- Problem description
Scan the data below and state the number of lines that include the word "Dating", adding no comment.

Stored data:

------------------------------------------------------------

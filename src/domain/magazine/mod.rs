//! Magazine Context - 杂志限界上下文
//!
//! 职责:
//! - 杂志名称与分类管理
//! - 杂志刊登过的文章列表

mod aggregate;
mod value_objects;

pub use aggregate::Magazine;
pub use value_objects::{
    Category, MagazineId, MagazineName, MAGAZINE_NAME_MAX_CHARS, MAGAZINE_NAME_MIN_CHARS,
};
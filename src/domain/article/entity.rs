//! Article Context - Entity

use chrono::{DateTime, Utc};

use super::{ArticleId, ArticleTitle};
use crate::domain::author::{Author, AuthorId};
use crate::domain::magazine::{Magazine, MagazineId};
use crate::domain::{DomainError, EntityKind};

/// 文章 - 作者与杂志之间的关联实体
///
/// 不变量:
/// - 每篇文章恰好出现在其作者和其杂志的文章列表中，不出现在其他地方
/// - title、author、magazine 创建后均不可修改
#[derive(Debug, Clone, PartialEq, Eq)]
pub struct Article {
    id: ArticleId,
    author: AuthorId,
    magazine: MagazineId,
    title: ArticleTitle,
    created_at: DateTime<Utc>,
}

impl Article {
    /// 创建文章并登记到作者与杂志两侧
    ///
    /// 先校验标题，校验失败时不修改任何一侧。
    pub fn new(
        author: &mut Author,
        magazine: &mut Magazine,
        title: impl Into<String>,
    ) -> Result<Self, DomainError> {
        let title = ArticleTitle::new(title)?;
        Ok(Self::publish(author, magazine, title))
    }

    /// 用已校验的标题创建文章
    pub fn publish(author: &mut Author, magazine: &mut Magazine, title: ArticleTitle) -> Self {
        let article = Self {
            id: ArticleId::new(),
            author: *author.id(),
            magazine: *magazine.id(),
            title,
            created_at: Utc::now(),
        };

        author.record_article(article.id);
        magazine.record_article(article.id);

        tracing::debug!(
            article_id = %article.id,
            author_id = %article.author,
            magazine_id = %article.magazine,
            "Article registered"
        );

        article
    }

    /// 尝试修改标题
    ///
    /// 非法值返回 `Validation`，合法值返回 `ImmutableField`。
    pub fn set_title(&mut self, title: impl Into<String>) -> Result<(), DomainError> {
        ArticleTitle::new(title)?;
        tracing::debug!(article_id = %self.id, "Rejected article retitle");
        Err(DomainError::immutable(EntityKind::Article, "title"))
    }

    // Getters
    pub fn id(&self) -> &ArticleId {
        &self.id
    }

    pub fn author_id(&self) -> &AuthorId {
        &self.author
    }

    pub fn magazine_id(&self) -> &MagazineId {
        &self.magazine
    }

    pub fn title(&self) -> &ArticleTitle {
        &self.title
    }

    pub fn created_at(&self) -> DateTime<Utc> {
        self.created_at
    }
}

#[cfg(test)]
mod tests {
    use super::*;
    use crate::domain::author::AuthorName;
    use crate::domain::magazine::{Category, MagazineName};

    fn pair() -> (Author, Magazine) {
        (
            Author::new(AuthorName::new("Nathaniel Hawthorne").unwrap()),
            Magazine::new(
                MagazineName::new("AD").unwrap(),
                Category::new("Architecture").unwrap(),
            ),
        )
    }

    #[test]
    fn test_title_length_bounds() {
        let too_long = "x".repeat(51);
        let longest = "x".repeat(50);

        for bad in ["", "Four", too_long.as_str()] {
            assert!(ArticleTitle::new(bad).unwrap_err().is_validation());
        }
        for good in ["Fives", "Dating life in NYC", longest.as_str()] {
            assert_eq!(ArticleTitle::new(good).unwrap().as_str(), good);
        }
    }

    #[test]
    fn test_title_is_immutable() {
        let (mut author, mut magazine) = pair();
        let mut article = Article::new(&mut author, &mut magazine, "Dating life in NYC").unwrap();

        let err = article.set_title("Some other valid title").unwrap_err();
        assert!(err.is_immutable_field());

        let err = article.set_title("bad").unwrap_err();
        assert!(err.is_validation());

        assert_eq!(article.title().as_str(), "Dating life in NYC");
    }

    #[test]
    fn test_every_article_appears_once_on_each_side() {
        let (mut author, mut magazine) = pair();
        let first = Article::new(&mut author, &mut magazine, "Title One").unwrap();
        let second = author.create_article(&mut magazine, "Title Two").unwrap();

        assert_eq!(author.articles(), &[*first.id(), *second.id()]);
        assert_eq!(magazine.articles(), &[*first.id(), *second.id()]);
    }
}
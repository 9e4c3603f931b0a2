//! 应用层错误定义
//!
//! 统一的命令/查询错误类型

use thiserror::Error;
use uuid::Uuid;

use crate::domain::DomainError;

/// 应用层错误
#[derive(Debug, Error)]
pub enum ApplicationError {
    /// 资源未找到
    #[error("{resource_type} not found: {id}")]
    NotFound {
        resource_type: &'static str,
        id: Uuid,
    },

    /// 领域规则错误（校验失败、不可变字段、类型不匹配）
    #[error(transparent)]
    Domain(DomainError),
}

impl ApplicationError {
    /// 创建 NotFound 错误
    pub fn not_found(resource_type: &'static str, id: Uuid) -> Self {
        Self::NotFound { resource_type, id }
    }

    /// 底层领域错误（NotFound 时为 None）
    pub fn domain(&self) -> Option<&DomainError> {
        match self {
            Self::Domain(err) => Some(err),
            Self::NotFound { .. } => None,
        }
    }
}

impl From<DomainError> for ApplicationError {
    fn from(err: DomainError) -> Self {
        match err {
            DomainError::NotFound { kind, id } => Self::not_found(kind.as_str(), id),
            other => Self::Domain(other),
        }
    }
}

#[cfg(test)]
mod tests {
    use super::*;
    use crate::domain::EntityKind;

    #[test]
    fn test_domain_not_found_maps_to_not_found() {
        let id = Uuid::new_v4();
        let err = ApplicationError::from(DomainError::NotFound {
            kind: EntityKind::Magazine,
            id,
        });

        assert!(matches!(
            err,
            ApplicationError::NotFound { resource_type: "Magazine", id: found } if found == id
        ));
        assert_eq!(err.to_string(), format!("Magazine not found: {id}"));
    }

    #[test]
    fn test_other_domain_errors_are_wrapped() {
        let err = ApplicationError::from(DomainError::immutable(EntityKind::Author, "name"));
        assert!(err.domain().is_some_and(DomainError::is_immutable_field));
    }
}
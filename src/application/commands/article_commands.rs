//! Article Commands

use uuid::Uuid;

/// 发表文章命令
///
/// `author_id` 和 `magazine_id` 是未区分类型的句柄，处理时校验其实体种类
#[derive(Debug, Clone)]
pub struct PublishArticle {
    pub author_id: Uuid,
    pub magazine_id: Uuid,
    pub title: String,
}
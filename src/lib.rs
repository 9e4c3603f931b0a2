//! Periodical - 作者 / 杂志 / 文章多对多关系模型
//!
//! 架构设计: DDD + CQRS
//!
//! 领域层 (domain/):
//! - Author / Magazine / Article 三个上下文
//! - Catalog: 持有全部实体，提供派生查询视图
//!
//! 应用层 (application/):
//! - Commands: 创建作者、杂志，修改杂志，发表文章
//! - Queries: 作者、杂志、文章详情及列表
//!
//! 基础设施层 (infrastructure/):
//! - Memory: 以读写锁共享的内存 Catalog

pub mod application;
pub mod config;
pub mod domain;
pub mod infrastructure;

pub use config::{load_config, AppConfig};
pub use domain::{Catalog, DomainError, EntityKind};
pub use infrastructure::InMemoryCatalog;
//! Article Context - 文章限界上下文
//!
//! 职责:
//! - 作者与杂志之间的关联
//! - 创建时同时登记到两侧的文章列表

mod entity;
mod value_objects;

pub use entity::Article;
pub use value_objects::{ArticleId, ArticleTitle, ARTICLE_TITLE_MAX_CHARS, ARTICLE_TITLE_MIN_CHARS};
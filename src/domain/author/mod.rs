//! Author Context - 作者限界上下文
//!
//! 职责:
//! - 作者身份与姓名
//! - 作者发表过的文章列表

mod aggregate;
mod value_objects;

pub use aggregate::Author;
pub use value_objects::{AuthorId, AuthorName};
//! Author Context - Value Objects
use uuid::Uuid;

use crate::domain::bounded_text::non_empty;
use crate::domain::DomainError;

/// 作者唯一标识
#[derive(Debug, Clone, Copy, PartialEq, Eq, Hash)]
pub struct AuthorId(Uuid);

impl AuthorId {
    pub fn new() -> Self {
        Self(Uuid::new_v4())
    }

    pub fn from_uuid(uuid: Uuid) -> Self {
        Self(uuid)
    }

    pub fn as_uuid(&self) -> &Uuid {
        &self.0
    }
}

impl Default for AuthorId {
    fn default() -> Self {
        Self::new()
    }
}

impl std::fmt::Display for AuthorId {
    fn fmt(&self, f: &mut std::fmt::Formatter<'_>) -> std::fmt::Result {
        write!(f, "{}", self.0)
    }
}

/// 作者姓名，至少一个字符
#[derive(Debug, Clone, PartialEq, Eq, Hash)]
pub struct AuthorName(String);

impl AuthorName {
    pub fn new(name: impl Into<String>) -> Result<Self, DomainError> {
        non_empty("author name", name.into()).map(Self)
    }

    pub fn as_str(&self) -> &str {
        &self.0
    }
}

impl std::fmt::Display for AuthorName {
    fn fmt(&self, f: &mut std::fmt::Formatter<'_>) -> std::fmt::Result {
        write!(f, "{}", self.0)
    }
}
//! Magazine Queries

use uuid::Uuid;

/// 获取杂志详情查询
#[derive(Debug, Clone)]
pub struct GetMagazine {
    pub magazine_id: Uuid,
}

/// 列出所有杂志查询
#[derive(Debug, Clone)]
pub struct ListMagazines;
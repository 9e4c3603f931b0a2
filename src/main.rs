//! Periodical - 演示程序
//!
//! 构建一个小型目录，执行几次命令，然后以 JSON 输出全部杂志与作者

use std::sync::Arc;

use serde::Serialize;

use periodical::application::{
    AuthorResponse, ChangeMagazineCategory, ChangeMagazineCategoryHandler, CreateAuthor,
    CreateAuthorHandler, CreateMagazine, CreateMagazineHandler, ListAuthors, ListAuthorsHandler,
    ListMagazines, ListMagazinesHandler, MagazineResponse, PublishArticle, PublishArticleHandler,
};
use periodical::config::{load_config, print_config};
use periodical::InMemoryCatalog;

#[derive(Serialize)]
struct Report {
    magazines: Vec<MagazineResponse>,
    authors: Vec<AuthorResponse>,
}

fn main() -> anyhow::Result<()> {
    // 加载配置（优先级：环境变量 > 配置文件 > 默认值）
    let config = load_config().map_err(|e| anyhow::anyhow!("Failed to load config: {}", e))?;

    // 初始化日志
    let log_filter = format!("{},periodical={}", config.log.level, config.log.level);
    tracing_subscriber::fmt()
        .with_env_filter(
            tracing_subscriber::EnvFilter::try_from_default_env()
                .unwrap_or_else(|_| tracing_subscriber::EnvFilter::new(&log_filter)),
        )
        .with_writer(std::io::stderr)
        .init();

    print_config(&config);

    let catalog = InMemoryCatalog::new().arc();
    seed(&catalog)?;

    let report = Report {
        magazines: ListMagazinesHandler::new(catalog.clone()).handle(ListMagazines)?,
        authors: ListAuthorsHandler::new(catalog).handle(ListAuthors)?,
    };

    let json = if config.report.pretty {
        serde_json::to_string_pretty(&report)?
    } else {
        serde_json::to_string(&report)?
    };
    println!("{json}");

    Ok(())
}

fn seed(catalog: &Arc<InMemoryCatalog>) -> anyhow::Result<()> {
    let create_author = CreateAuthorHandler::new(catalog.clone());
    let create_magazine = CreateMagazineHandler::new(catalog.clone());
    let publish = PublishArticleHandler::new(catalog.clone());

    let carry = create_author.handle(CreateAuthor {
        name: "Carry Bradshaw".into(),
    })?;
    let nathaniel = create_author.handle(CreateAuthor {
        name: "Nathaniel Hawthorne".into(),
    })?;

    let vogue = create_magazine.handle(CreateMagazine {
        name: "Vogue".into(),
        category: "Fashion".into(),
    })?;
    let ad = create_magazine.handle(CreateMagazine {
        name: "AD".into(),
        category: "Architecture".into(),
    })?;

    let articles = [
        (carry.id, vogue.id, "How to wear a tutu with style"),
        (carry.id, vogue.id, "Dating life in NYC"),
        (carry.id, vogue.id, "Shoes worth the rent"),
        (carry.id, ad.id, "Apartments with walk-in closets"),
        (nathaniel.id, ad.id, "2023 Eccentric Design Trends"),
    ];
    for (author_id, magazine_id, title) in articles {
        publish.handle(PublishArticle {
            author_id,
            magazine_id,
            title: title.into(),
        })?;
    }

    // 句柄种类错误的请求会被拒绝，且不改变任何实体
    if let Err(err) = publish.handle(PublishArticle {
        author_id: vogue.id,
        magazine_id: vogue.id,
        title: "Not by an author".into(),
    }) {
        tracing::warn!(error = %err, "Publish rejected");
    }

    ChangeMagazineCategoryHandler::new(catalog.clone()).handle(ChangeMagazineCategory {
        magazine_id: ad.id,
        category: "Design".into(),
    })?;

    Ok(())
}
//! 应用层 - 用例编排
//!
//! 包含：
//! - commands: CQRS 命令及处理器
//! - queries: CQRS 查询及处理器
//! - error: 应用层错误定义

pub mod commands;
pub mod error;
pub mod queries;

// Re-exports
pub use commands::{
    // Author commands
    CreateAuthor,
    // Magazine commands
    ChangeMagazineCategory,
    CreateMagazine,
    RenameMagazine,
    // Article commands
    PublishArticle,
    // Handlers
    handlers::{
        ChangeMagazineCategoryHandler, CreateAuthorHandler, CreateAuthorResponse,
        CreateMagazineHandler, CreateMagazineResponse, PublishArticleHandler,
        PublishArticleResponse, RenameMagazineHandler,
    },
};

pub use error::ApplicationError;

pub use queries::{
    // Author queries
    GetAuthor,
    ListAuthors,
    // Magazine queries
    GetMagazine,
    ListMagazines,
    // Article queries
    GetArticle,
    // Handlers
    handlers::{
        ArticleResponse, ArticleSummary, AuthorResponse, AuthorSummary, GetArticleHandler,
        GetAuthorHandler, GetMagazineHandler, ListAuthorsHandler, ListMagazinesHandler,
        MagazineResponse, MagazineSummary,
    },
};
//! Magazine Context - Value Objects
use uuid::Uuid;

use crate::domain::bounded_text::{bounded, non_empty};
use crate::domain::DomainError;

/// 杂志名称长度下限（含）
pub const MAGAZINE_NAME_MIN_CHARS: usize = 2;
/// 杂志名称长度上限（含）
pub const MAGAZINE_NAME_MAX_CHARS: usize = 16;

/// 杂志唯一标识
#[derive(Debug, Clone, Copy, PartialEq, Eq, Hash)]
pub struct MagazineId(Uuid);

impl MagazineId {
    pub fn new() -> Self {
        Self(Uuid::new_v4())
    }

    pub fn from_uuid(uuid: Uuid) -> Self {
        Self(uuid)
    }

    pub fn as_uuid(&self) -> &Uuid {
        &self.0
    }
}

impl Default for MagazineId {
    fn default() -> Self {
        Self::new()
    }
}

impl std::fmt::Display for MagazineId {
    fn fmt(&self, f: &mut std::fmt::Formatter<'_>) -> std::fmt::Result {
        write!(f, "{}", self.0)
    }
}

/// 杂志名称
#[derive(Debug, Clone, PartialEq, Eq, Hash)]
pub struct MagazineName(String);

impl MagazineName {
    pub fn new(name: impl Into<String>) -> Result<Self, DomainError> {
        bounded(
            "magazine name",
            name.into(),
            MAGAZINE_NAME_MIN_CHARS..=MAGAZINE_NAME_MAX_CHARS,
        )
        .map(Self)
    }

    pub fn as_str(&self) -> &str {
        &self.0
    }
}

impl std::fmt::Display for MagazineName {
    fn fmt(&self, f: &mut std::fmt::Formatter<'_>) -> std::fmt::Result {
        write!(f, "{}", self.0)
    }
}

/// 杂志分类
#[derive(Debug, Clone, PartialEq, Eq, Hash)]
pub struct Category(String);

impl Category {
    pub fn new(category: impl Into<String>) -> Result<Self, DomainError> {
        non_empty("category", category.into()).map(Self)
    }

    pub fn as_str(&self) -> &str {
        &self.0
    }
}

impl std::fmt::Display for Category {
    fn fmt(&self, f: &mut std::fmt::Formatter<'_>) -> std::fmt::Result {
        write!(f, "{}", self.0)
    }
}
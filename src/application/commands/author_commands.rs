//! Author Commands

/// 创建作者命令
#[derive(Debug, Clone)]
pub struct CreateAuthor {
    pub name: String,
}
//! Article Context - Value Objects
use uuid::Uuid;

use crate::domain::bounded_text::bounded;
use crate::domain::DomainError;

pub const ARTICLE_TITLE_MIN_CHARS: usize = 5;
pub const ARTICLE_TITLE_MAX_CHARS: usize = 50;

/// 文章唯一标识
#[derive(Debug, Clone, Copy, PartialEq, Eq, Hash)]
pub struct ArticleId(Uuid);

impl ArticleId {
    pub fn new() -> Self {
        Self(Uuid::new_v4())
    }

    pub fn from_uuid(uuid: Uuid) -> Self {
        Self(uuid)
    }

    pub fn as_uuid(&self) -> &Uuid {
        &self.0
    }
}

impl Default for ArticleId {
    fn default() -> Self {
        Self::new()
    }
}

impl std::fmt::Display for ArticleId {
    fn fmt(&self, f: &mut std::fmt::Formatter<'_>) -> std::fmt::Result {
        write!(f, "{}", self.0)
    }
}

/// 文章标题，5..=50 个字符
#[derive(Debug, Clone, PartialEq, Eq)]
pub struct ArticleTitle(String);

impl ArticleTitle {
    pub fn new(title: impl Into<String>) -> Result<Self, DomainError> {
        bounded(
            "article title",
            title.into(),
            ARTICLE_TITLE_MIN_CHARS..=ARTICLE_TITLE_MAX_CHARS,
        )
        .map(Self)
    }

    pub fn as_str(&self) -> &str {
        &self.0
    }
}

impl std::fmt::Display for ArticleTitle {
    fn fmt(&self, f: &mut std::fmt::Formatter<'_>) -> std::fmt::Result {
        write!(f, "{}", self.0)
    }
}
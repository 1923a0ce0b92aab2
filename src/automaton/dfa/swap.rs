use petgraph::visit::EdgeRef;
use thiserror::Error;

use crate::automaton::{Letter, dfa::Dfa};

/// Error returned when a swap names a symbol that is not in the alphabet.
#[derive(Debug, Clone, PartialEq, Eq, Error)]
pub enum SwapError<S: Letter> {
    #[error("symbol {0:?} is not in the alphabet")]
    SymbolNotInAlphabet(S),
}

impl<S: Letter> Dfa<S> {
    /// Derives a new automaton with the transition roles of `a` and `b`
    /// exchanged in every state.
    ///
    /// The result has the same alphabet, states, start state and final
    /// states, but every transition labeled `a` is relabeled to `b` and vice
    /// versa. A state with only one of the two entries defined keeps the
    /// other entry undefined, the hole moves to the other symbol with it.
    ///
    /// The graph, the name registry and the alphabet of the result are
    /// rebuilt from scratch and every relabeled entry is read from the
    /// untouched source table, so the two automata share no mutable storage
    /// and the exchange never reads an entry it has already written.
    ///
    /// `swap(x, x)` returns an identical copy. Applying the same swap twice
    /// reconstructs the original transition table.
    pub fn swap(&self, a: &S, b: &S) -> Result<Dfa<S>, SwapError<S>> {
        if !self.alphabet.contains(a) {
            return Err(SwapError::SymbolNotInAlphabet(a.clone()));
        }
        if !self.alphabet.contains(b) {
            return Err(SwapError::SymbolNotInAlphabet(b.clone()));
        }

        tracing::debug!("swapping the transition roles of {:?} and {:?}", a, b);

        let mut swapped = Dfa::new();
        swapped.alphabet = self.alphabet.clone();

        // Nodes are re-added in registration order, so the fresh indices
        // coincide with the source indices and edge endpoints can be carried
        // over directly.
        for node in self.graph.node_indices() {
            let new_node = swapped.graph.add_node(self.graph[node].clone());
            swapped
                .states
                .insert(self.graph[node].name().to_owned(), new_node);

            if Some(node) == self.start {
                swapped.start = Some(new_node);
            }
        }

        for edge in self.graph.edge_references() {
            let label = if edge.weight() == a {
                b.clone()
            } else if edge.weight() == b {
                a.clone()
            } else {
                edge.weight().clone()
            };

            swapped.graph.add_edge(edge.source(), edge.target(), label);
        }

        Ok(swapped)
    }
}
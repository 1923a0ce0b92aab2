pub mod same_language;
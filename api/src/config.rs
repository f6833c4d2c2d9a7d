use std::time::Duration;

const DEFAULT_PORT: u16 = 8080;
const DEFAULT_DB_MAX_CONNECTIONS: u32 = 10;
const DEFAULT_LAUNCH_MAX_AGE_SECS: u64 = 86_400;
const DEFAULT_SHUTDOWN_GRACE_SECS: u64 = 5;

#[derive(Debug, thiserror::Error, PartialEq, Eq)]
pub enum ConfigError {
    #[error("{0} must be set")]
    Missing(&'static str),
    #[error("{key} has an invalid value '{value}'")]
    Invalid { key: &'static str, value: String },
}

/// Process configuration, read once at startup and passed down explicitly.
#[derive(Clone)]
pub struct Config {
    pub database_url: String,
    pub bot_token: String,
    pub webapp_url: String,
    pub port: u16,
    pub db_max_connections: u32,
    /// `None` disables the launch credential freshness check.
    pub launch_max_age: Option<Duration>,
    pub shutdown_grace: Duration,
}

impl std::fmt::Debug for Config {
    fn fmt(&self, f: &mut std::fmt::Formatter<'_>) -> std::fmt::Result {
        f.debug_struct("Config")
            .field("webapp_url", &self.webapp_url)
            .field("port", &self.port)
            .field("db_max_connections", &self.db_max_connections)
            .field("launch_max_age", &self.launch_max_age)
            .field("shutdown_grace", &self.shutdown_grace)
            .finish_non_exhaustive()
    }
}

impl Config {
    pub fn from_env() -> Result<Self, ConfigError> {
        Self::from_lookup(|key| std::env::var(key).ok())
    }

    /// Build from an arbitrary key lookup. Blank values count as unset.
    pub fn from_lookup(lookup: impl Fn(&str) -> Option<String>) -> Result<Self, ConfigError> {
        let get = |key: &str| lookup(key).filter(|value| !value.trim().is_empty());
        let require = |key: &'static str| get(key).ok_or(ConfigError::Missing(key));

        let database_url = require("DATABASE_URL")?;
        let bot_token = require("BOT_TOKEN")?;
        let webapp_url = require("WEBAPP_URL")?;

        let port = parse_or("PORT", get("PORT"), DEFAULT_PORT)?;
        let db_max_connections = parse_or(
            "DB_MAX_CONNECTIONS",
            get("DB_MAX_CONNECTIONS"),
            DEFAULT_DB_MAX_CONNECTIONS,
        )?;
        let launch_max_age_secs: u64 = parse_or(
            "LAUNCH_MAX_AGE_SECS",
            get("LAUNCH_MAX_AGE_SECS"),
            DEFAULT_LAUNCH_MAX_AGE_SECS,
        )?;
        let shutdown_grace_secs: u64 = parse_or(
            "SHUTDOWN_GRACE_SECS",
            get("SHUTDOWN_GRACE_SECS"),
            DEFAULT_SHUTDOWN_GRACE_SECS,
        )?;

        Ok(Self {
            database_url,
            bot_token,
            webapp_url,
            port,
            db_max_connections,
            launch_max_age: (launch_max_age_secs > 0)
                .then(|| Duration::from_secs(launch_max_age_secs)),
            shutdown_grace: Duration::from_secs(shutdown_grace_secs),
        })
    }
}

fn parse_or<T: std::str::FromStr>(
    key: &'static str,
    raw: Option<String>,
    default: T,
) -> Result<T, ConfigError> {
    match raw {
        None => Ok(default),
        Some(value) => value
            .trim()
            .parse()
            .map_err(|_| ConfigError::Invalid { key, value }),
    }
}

------------------------------------------------------------

- Output
4